Please restate every record below word for word.

>>>

use super::{AppState, tickets};
use crate::{
    Error, Result, query,
    types::{Endpoint, TicketParams, TicketPostBody},
};
use axum::{
    Json,
    extract::{
        Path, Query, State,
        rejection::{JsonRejection, QueryRejection},
    },
};

pub async fn get_reads(
    State(state): State<AppState>,
    Path(id): Path<String>,
    params: std::result::Result<Query<TicketParams>, QueryRejection>,
) -> Result<tickets::Ticket> {
    let Query(params) = params.map_err(|e| Error::InvalidInput(e.body_text()))?;
    let query = query::validate(Endpoint::Reads, &params)?;
    tickets::issue(&state, &id, query).await
}

pub async fn post_reads(
    State(state): State<AppState>,
    Path(id): Path<String>,
    body: std::result::Result<Json<TicketPostBody>, JsonRejection>,
) -> Result<tickets::Ticket> {
    let Json(body) = body.map_err(|e| Error::InvalidInput(e.body_text()))?;
    let query = query::validate_post(Endpoint::Reads, &body)?;
    tickets::issue(&state, &id, query).await
}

<<<

EXERCISE ANSWER:
use super::{AppState, tickets};
use crate::{
    Error, Result, query,
    types::{Endpoint, TicketParams, TicketPostBody},
};
use axum::{
    Json,
    extract::{
        Path, Query, State,
        rejection::{JsonRejection, QueryRejection},
    },
};

pub async fn get_reads(
    State(state): State<AppState>,
    Path(id): Path<String>,
    params: std::result::Result<Query<TicketParams>, QueryRejection>,
) -> Result<tickets::Ticket> {
    let Query(params) = params.map_err(|e| Error::InvalidInput(e.body_text()))?;
    let query = query::validate(Endpoint::Reads, &params)?;
    tickets::issue(&state, &id, query).await
}

pub async fn post_reads(
    State(state): State<AppState>,
    Path(id): Path<String>,
    body: std::result::Result<Json<TicketPostBody>, JsonRejection>,
) -> Result<tickets::Ticket> {
    let Json(body) = body.map_err(|e| Error::InvalidInput(e.body_text()))?;
    let query = query::validate_post(Endpoint::Reads, &body)?;
    tickets::issue(&state, &id, query).await
}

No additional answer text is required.